Going through the lines below, tally those that include "away", and give only the number.

Stored data
****

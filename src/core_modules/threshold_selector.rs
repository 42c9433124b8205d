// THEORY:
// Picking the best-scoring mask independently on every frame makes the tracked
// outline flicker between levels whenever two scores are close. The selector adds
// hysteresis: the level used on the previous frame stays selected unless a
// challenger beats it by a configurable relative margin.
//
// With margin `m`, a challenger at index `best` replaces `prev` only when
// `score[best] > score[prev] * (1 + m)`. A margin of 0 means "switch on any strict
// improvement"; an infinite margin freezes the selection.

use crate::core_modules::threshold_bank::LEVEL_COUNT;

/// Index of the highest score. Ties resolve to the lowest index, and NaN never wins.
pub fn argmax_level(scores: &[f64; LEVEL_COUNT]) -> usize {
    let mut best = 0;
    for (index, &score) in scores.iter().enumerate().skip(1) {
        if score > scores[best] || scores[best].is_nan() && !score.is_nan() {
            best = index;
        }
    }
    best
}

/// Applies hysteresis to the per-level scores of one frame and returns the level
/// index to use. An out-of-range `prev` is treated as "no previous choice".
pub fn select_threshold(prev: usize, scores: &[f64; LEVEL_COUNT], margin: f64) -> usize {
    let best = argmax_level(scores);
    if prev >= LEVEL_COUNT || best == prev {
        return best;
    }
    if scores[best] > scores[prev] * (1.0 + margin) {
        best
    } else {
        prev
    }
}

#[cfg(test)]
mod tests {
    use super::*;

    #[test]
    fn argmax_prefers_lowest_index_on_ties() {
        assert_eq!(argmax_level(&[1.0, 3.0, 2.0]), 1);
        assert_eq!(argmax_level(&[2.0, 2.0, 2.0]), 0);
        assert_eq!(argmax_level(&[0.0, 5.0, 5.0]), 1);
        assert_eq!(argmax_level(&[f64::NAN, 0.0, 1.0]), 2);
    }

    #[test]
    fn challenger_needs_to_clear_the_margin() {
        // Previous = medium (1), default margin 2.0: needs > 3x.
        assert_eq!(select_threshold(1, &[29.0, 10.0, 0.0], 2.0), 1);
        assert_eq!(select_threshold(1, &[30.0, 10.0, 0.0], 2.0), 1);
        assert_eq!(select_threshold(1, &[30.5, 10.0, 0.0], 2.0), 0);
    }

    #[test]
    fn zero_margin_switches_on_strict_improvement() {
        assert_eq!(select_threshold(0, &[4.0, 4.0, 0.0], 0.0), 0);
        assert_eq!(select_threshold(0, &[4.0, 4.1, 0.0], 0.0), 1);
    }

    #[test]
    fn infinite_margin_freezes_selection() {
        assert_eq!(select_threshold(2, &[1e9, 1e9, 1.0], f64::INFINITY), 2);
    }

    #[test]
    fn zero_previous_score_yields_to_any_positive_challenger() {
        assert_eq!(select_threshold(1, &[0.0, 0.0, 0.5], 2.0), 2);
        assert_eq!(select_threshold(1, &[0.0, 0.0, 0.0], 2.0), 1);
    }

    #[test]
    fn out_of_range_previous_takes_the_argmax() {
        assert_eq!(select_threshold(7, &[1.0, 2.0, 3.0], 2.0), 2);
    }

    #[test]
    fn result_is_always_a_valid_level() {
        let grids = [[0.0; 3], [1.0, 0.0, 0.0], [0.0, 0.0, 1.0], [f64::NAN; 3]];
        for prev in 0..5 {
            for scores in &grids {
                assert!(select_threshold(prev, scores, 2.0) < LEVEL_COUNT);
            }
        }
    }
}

****

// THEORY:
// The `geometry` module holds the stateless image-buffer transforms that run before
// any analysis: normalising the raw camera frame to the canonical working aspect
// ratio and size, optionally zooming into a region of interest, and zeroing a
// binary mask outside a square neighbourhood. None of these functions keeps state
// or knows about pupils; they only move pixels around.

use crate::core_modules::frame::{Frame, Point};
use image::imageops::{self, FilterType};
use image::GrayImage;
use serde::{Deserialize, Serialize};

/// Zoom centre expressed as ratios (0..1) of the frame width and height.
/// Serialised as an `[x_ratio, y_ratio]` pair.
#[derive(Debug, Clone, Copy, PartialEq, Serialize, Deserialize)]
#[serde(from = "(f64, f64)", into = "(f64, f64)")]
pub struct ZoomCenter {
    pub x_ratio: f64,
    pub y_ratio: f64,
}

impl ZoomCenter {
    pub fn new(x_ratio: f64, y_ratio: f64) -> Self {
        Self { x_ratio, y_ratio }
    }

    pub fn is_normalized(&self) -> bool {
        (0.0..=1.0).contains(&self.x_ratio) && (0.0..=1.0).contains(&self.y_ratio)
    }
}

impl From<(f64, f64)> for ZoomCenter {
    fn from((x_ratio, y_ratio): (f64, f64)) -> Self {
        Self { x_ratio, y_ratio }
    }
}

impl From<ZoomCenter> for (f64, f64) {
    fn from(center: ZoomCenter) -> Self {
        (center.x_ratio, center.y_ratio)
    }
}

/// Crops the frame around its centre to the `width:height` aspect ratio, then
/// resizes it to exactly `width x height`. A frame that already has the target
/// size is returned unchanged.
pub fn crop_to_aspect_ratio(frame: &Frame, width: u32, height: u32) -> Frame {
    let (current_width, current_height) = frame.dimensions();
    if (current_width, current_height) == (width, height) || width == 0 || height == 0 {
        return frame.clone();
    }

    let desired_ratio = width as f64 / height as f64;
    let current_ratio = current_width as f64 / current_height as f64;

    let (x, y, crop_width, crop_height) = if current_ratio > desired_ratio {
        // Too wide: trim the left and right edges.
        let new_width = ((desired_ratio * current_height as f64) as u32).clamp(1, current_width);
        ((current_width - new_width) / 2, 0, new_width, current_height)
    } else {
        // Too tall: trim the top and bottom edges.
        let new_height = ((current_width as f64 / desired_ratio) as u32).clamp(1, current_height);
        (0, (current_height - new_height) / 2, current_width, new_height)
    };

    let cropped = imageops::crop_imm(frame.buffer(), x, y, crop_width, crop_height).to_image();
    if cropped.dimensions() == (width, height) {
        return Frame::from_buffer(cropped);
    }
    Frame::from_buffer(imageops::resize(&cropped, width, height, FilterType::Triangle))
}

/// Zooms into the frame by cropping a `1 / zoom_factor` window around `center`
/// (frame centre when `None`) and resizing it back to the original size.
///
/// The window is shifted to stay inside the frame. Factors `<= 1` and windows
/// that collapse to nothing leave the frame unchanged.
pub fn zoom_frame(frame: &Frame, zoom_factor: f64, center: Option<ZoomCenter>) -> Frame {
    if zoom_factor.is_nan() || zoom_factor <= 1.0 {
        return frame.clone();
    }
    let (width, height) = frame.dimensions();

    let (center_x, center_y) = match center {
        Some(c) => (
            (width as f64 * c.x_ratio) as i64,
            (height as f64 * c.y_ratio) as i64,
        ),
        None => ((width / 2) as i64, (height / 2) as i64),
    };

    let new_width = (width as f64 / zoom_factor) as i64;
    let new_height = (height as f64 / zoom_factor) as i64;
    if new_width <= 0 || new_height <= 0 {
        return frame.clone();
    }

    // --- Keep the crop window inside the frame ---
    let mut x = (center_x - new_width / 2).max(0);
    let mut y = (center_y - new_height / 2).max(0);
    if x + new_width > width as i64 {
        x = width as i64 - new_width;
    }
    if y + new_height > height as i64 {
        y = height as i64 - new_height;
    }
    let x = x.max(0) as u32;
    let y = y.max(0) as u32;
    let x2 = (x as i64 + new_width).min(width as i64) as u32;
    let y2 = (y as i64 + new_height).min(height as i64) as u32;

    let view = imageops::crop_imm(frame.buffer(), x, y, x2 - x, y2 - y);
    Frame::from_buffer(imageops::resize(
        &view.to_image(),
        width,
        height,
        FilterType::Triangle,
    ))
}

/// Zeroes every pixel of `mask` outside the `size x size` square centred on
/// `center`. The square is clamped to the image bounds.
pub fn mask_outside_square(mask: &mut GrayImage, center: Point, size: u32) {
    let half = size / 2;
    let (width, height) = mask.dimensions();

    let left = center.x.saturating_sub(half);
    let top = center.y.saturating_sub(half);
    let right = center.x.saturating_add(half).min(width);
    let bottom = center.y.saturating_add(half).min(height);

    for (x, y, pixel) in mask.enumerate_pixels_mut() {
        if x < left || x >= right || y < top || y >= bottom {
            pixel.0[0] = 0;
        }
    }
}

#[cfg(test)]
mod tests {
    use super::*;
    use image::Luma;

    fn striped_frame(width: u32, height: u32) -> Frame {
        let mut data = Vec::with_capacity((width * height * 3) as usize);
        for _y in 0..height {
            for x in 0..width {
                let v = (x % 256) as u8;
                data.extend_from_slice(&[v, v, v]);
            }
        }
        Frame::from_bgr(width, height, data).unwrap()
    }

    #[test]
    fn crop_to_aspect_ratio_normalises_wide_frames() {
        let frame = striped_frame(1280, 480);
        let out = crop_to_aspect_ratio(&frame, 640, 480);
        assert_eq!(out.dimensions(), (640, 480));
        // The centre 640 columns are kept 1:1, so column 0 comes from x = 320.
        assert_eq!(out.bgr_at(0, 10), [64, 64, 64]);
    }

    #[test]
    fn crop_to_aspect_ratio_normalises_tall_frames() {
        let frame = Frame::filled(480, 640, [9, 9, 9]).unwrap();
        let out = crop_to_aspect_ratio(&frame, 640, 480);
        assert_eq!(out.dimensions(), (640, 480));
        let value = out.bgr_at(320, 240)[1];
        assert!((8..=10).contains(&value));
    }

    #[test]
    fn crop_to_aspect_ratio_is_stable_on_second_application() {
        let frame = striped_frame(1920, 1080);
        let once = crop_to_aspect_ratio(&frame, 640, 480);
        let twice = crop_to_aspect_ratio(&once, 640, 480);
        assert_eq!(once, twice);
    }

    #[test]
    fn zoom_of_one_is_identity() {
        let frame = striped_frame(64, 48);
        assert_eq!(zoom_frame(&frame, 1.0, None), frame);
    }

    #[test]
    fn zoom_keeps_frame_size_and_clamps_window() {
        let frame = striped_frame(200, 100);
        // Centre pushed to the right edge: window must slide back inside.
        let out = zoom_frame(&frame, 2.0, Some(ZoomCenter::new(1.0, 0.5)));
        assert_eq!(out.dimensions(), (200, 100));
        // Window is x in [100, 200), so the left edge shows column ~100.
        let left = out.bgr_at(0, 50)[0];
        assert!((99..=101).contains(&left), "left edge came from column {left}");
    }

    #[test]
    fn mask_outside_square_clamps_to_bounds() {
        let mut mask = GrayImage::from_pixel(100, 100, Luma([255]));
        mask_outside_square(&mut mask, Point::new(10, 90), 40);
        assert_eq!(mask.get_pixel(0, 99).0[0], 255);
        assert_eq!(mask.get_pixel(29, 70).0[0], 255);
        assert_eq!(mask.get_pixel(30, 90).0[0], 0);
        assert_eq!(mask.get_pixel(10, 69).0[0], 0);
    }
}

****

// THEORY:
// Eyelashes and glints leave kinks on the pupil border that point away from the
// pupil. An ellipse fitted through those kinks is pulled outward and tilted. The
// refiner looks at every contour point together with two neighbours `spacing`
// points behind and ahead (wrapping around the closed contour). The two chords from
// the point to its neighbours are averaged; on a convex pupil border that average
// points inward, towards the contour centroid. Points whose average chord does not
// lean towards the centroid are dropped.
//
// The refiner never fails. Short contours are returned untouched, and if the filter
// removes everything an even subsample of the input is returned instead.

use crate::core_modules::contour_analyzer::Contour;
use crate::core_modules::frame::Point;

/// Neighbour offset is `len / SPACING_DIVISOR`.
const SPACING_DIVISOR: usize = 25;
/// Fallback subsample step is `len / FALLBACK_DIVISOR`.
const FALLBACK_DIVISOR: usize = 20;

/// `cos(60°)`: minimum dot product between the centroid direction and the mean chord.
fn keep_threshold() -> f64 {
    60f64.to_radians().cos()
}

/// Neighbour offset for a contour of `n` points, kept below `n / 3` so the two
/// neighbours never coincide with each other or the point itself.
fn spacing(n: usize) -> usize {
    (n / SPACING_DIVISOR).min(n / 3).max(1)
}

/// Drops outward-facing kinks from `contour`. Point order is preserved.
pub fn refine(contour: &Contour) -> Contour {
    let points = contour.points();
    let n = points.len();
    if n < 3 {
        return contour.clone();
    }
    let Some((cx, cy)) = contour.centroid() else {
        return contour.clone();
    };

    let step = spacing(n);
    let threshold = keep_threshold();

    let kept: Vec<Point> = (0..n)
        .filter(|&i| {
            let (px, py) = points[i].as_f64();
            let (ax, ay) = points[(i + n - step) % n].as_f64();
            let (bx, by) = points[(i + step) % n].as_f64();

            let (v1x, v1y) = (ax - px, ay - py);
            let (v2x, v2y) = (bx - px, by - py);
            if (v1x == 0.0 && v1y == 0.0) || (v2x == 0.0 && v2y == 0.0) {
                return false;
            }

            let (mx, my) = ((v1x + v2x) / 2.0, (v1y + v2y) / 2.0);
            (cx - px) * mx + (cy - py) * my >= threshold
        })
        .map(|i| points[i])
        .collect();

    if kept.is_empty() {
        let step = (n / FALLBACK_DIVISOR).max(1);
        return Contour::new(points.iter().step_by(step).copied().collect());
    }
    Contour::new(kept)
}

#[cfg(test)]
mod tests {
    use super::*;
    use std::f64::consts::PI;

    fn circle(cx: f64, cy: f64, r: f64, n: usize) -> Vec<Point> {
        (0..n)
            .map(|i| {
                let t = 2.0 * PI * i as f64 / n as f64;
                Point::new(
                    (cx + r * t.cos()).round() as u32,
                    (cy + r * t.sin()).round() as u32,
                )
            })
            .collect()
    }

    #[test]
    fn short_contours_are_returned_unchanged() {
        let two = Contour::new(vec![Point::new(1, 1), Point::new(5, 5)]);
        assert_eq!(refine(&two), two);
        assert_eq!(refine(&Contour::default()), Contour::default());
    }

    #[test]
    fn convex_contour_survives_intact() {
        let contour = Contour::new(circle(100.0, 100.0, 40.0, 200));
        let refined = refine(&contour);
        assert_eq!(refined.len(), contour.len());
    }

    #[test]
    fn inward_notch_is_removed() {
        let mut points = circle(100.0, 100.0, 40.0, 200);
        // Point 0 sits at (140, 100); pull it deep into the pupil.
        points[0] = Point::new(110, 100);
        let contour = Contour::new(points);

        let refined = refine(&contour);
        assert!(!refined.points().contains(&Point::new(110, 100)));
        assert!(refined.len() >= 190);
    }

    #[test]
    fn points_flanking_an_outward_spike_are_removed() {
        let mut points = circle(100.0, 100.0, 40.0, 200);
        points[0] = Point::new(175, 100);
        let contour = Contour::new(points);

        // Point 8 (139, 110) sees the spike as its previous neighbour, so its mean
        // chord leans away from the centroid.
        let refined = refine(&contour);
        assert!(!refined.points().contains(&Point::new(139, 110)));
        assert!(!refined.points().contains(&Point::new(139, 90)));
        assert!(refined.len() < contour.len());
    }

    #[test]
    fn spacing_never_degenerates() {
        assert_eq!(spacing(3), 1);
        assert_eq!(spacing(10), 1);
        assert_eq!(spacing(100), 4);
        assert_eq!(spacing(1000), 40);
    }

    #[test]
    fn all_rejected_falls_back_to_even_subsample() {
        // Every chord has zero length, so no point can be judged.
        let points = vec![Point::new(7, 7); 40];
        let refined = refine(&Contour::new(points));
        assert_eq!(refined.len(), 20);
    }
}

****

Response to the task — 2